**Exercise**.
Go through the following data and transcribe exactly the stretch of lines from the one holding "pub mod render;" to the one holding "pub const SESSION_SEPARATOR: &str", both included.

**Task inputs**.
>>>>

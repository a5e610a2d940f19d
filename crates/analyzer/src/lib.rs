//! cbtopo analyzer - classify diagnostic bundles and summarize cluster topology.

pub mod classify;
pub mod clusters;
pub mod collaborators;
pub mod merge;
pub mod nodes;
pub mod render;
pub mod scan;
pub mod session;
pub mod settings;
pub mod snapshot;
pub mod table;
pub mod topology;

#[cfg(test)]
mod fixtures;

pub use collaborators::{OutputFormat, Toolkit};
pub use merge::{Collision, MergePolicy};
pub use session::SessionBindings;
pub use settings::{Layout, Settings};

use cbtopo_bundle_schema::RawBundle;
use cbtopo_common::Result;
use clusters::ClusterIndex;
use nodes::NodeIndex;
use serde_json::{json, Map, Value};
use std::path::{Path, PathBuf};
use tracing::info;

/// Printed between the cluster tables and the combined report in sessions.
pub const SESSION_SEPARATOR: &str = "-----";

/// Everything one run over a set of log locations produced.
#[derive(Debug)]
pub struct AggregationRun {
    pub log_locations: Vec<PathBuf>,
    /// Parser output per log location, in the same order.
    pub bundles: Vec<Option<RawBundle>>,
    pub nodes: NodeIndex,
    pub clusters: ClusterIndex,
}

impl AggregationRun {
    /// Node names, sorted ascending.
    pub fn node_names(&self) -> Vec<String> {
        self.nodes.node_names()
    }

    /// Cluster names, sorted ascending.
    pub fn cluster_names(&self) -> Vec<String> {
        self.clusters.cluster_names()
    }

    /// Node and cluster collisions resolved during the run.
    pub fn collisions(&self) -> impl Iterator<Item = &Collision> {
        self.nodes
            .collisions
            .iter()
            .chain(self.clusters.collisions.iter())
    }

    /// The run's fields as host variables.
    pub fn namespace(&self) -> Map<String, Value> {
        let locations: Vec<String> = self
            .log_locations
            .iter()
            .map(|p| p.display().to_string())
            .collect();

        let mut vars = Map::new();
        vars.insert("log_locations".to_string(), json!(locations));
        vars.insert("node_results".to_string(), json!(self.nodes.results));
        vars.insert("node_stats".to_string(), json!(self.nodes.stats));
        vars.insert("node_infos".to_string(), json!(self.nodes.infos));
        vars.insert("node_names".to_string(), json!(self.node_names()));
        vars.insert("cluster_results".to_string(), json!(self.clusters.results));
        vars.insert("cluster_names".to_string(), json!(self.cluster_names()));
        vars.insert(
            "collisions".to_string(),
            json!(self.collisions().collect::<Vec<_>>()),
        );
        vars
    }
}

/// Tables and report of one complete run.
#[derive(Debug)]
pub struct RunOutput {
    pub run: AggregationRun,
    /// One rendered table per cluster that has one, in cluster name order.
    pub tables: Vec<String>,
    pub report: String,
}

impl RunOutput {
    /// Host variables: `r`, the run's fields and the session bindings.
    pub fn namespace(&self, session: Option<&SessionBindings>) -> Value {
        let run_vars = self.run.namespace();
        let mut vars = run_vars.clone();
        vars.insert("r".to_string(), Value::Object(run_vars));
        if let Some(bindings) = session {
            let bound = bindings.namespace_beside(&vars);
            vars.extend(bound);
        }
        Value::Object(vars)
    }
}

/// Parse, classify and aggregate a list of log locations.
pub fn process_log_locations(
    log_locations: &[PathBuf],
    toolkit: &Toolkit,
    settings: &Settings,
) -> Result<AggregationRun> {
    // Step 1: Parse every location, keeping input order
    let bundles: Vec<Option<RawBundle>> = log_locations
        .iter()
        .map(|location| toolkit.parser.parse_log_location(location))
        .collect();

    // Step 2: Classify bundles into nodes
    let records = bundles
        .iter()
        .map(|bundle| classify::classify(bundle.as_ref(), toolkit.extractor.as_ref()));
    let mut nodes = NodeIndex::build(records, settings.merge_policy)?;

    // Step 3: Group nodes into clusters
    let clusters =
        clusters::aggregate_clusters(&bundles, &mut nodes, toolkit, settings.merge_policy)?;

    info!(
        "Processed {} log locations: {} nodes in {} clusters",
        log_locations.len(),
        nodes.len(),
        clusters.len()
    );

    Ok(AggregationRun {
        log_locations: log_locations.to_vec(),
        bundles,
        nodes,
        clusters,
    })
}

/// Render every cluster in name order; clusters without a table are left out.
pub fn render_clusters(
    run: &AggregationRun,
    toolkit: &Toolkit,
    settings: &Settings,
    mut session: Option<&mut SessionBindings>,
) -> Vec<String> {
    let mut tables = Vec::new();
    for record in run.clusters.records.values() {
        let rendered = match settings.layout {
            Layout::Matrix => render::render_cluster(
                record,
                toolkit.services.as_ref(),
                settings,
                session.as_deref_mut(),
            ),
            Layout::Services => {
                render::render_service_summary(record, toolkit.services.as_ref(), settings)
            }
        };
        tables.extend(rendered);
    }
    tables
}

/// Run the whole pipeline over the log locations found in `dir`.
pub fn run(
    dir: &Path,
    toolkit: &Toolkit,
    settings: &Settings,
    format: OutputFormat,
    session: Option<&mut SessionBindings>,
) -> Result<RunOutput> {
    let log_locations = scan::scan_log_locations(dir)?;
    let run = process_log_locations(&log_locations, toolkit, settings)?;
    let tables = render_clusters(&run, toolkit, settings, session);
    let report = toolkit
        .formatter
        .format_results(&run.nodes.results, &run.clusters.results, format)?;

    Ok(RunOutput {
        run,
        tables,
        report,
    })
}

#[cfg(test)]
mod tests {
    use super::*;
    use crate::fixtures::{fake_toolkit, log_bundle, stats_bundle, FakeCluster, FakeParser};
    use pretty_assertions::assert_eq;
    use tempfile::tempdir;

    fn write_bundle(dir: &Path, location: &str, bundle: Value) {
        let path = dir.join(location);
        std::fs::create_dir_all(&path).unwrap();
        std::fs::write(path.join("bundle.json"), bundle.to_string()).unwrap();
    }

    fn two_node_snapshot(dir: &Path) {
        let config = json!({
            "nodes": [
                { "name": "ns_1@10.0.0.1", "services": ["kv", "index"], "version": "4.1.0" },
                { "name": "ns_1@10.0.0.2", "services": ["kv"], "version": "4.1.0" }
            ]
        });
        write_bundle(
            dir,
            "node-a",
            json!({ "version": "4.1.0", "ns_stats": { "node_name": "ns_1@10.0.0.1" }, "config": config }),
        );
        write_bundle(
            dir,
            "node-b",
            json!({ "version": "4.1.0", "ns_stats": { "node_name": "ns_1@10.0.0.2" }, "config": config }),
        );
    }

    #[test]
    fn test_two_node_cluster_end_to_end() {
        let dir = tempdir().unwrap();
        two_node_snapshot(dir.path());
        std::fs::create_dir(dir.path().join(".trash")).unwrap();
        std::fs::write(dir.path().join("README"), "not a location").unwrap();

        let settings = Settings::default();
        let toolkit = Toolkit::snapshot(&settings);
        let output = run(dir.path(), &toolkit, &settings, OutputFormat::Text, None).unwrap();

        assert_eq!(output.run.log_locations.len(), 2);
        assert_eq!(output.run.node_names(), vec!["ns_1@10.0.0.1", "ns_1@10.0.0.2"]);
        assert_eq!(output.run.cluster_names(), vec!["10.0.0.1"]);
        assert_eq!(
            output.tables,
            vec![[
                "Cluster (10.0.0.1) (nodes: 2)",
                "node           n#  services:  index  kv",
                "-------------  --  ---------  -----  --",
                "ns_1@10.0.0.1  0              y      y",
                "ns_1@10.0.0.2  1              -      y",
            ]
            .join("\n")]
        );
        assert!(output.report.starts_with("Nodes (2)"));
        assert!(output.report.contains("Clusters (1)"));
    }

    #[test]
    fn test_pre_ver4_cluster_still_reported() {
        let dir = tempdir().unwrap();
        two_node_snapshot(dir.path());
        write_bundle(
            dir.path(),
            "old-node",
            json!({
                "version": "3.0.3",
                "cblog": { "hostname": "ns_1@10.9.0.1" },
                "config": { "nodes": [{ "name": "ns_1@10.9.0.1", "version": "3.0.3" }] }
            }),
        );

        let settings = Settings::default();
        let toolkit = Toolkit::snapshot(&settings);
        let output = run(dir.path(), &toolkit, &settings, OutputFormat::Text, None).unwrap();

        assert_eq!(output.run.cluster_names(), vec!["10.0.0.1", "10.9.0.1"]);
        assert_eq!(output.tables.len(), 1);
        assert!(output.tables[0].starts_with("Cluster (10.0.0.1)"));
        assert!(output.report.contains("Clusters (2)"));
        assert!(output.report.contains("  10.9.0.1\n"));
        assert_eq!(
            output.run.nodes.infos["ns_1@10.9.0.1"].cluster_name.as_deref(),
            Some("10.9.0.1")
        );
        assert!(!output.run.nodes.stats.contains_key("ns_1@10.9.0.1"));
    }

    #[test]
    fn test_rerun_is_deterministic() {
        let dir = tempdir().unwrap();
        two_node_snapshot(dir.path());
        let settings = Settings::default();
        let toolkit = Toolkit::snapshot(&settings);

        let first = run(dir.path(), &toolkit, &settings, OutputFormat::Json, None).unwrap();
        let second = run(dir.path(), &toolkit, &settings, OutputFormat::Json, None).unwrap();

        assert_eq!(first.run.node_names(), second.run.node_names());
        assert_eq!(first.run.cluster_names(), second.run.cluster_names());
        assert_eq!(first.tables, second.tables);
        assert_eq!(first.report, second.report);
    }

    #[test]
    fn test_session_numbering_continues_across_runs() {
        let dir = tempdir().unwrap();
        two_node_snapshot(dir.path());
        let settings = Settings::default();
        let toolkit = Toolkit::snapshot(&settings);
        let mut bindings = SessionBindings::new();

        let first = run(dir.path(), &toolkit, &settings, OutputFormat::Text, Some(&mut bindings))
            .unwrap();
        assert!(first.tables[0].contains("ns_1@10.0.0.2  n1"));

        std::fs::remove_dir_all(dir.path().join("node-b")).unwrap();
        let second = run(dir.path(), &toolkit, &settings, OutputFormat::Text, Some(&mut bindings))
            .unwrap();

        assert!(second.tables[0].contains("ns_1@10.0.0.1  n2"));
        assert!(second.tables[0].contains("ns_1@10.0.0.2  n3"));
        assert_eq!(bindings.node_ids(), ["n0", "n1", "n2", "n3"]);
        assert_eq!(bindings.service_ids("kv"), ["kv0", "kv1", "kv2", "kv3"]);
        assert_eq!(bindings.service_ids("index"), ["index0", "index1"]);
        assert_eq!(bindings.resolve("n0"), Some("ns_1@10.0.0.1"));
        assert_eq!(bindings.resolve("n2"), Some("ns_1@10.0.0.1"));
    }

    #[test]
    fn test_duplicate_node_across_locations() {
        let parser = FakeParser::default()
            .with("loc-1", stats_bundle("loc-1", "ns_1@a", "4.1.0", &[]))
            .with("loc-2", log_bundle("loc-2", "ns_1@a"));
        let toolkit = fake_toolkit(parser, vec![FakeCluster::new(&[("ns_1@a", &["kv"])])]);
        let locations = vec![PathBuf::from("loc-1"), PathBuf::from("loc-2")];

        let run = process_log_locations(&locations, &toolkit, &Settings::default()).unwrap();
        assert_eq!(run.node_names(), vec!["ns_1@a"]);
        assert_eq!(run.nodes.infos["ns_1@a"].log_location, "loc-2");
        assert_eq!(run.collisions().count(), 1);

        let strict = Settings {
            merge_policy: MergePolicy::Reject,
            ..Default::default()
        };
        assert!(process_log_locations(&locations, &toolkit, &strict).is_err());
    }

    #[test]
    fn test_services_layout() {
        let parser = FakeParser::default()
            .with("loc-1", stats_bundle("loc-1", "ns_1@10.0.0.1", "4.1.0", &[]))
            .with("loc-2", stats_bundle("loc-2", "ns_1@10.0.0.2", "4.1.0", &[]));
        let toolkit = fake_toolkit(
            parser,
            vec![FakeCluster::new(&[
                ("ns_1@10.0.0.1", &["kv", "index"]),
                ("ns_1@10.0.0.2", &["kv"]),
            ])],
        );
        let settings = Settings {
            layout: Layout::Services,
            ..Default::default()
        };
        let locations = vec![PathBuf::from("loc-1"), PathBuf::from("loc-2")];

        let run = process_log_locations(&locations, &toolkit, &settings).unwrap();
        let mut bindings = SessionBindings::new();
        let tables = render_clusters(&run, &toolkit, &settings, Some(&mut bindings));

        assert_eq!(tables.len(), 1);
        assert!(tables[0].starts_with("Cluster (10.0.0.1)\nService  Total  Nodes"));
        assert!(bindings.is_empty());
    }

    #[test]
    fn test_unparseable_locations_are_skipped() {
        let parser = FakeParser::default().with("good", stats_bundle("good", "ns_1@a", "4.1.0", &[]));
        let toolkit = fake_toolkit(parser, vec![FakeCluster::new(&[("ns_1@a", &["kv"])])]);
        let locations = vec![PathBuf::from("bad"), PathBuf::from("good")];

        let run = process_log_locations(&locations, &toolkit, &Settings::default()).unwrap();

        assert_eq!(run.bundles.len(), 2);
        assert!(run.bundles[0].is_none());
        assert_eq!(run.node_names(), vec!["ns_1@a"]);
    }

    #[test]
    fn test_namespace_exposes_run_and_bindings() {
        let parser = FakeParser::default().with("loc", stats_bundle("loc", "ns_1@a", "4.1.0", &[]));
        let toolkit = fake_toolkit(parser, vec![FakeCluster::new(&[("ns_1@a", &["kv"])])]);
        let settings = Settings::default();
        let run = process_log_locations(&[PathBuf::from("loc")], &toolkit, &settings).unwrap();
        let mut bindings = SessionBindings::new();
        let tables = render_clusters(&run, &toolkit, &settings, Some(&mut bindings));
        let output = RunOutput {
            run,
            tables,
            report: String::new(),
        };

        let vars = output.namespace(Some(&bindings));

        assert_eq!(vars["node_names"], json!(["ns_1@a"]));
        assert_eq!(vars["r"]["cluster_names"], json!(["a"]));
        assert_eq!(vars["node_infos"]["ns_1@a"]["cluster_name"], "a");
        assert_eq!(vars["nAll"], json!(["n0"]));
        assert_eq!(vars["kv0"], "ns_1@a");
    }

    #[test]
    fn test_namespace_keeps_node_list_beside_service_named_n() {
        let parser = FakeParser::default().with("loc", stats_bundle("loc", "ns_1@a", "4.1.0", &[]));
        let toolkit = fake_toolkit(parser, vec![FakeCluster::new(&[("ns_1@a", &["n"])])]);
        let settings = Settings::default();
        let run = process_log_locations(&[PathBuf::from("loc")], &toolkit, &settings).unwrap();
        let mut bindings = SessionBindings::new();
        let tables = render_clusters(&run, &toolkit, &settings, Some(&mut bindings));
        let output = RunOutput {
            run,
            tables,
            report: String::new(),
        };

        let vars = output.namespace(Some(&bindings));

        assert_eq!(vars["nAll"], json!(["n0"]));
        assert_eq!(vars["nAll1"], json!(["n1"]));
        assert_eq!(vars["n1"], "ns_1@a");
        assert!(vars["r"].is_object());
        assert_eq!(vars["node_names"], json!(["ns_1@a"]));
    }
}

<<<<

**Response box**.
pub mod render;
pub mod scan;
pub mod session;
pub mod settings;
pub mod snapshot;
pub mod table;
pub mod topology;

#[cfg(test)]
mod fixtures;

pub use collaborators::{OutputFormat, Toolkit};
pub use merge::{Collision, MergePolicy};
pub use session::SessionBindings;
pub use settings::{Layout, Settings};

use cbtopo_bundle_schema::RawBundle;
use cbtopo_common::Result;
use clusters::ClusterIndex;
use nodes::NodeIndex;
use serde_json::{json, Map, Value};
use std::path::{Path, PathBuf};
use tracing::info;

/// Printed between the cluster tables and the combined report in sessions.
pub const SESSION_SEPARATOR: &str = "-----";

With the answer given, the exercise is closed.